WORK ITEM.
Each line in the listing below needs to be transcribed exactly.

-- Opening Marker --

mod link;
pub use link::*;

mod free_vec;
pub use free_vec::*;

pub mod spatial_tree;
pub use spatial_tree::{Octree, QuadTree, SpatialTree};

-- Closing Marker --

SOLUTION FOR THIS EXERCISE.
mod link;
pub use link::*;

mod free_vec;
pub use free_vec::*;

pub mod spatial_tree;
pub use spatial_tree::{Octree, QuadTree, SpatialTree};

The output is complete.